▸ **WORK TO COMPLETE**
Go to the line containing "pub mod cache;" in the records below and retype from there through the final line, exactly.

════════════════

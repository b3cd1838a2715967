//! Shared state provider for the leadline UI.
//!
//! This crate owns the in-memory Lead/Todo/Filter collections and the
//! machinery that keeps them consistent with the remote CRM:
//!
//! - [`LeadStore`] -- the collections plus fetch/add/update/delete
//!   operations UI layers call.
//! - [`ResultCache`] -- single-slot, time-boxed cache of the most
//!   recent leads query.
//! - [`Deduplicator`] -- collapses concurrent identical requests onto
//!   one network call.
//! - [`SignalBus`] / [`StoreSignal`] -- in-process broadcast telling
//!   other consumers their cached view may be stale.

pub mod cache;
pub mod dedupe;
pub mod error;
pub mod signal;
pub mod store;

pub use cache::{LeadPage, ResultCache, FRESHNESS_WINDOW};
pub use dedupe::Deduplicator;
pub use error::StoreError;
pub use signal::{SignalBus, StoreSignal};
pub use store::LeadStore;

════════════════

▸ **YOUR RESPONSE**
pub mod cache;
pub mod dedupe;
pub mod error;
pub mod signal;
pub mod store;

pub use cache::{LeadPage, ResultCache, FRESHNESS_WINDOW};
pub use dedupe::Deduplicator;
pub use error::StoreError;
pub use signal::{SignalBus, StoreSignal};
pub use store::LeadStore;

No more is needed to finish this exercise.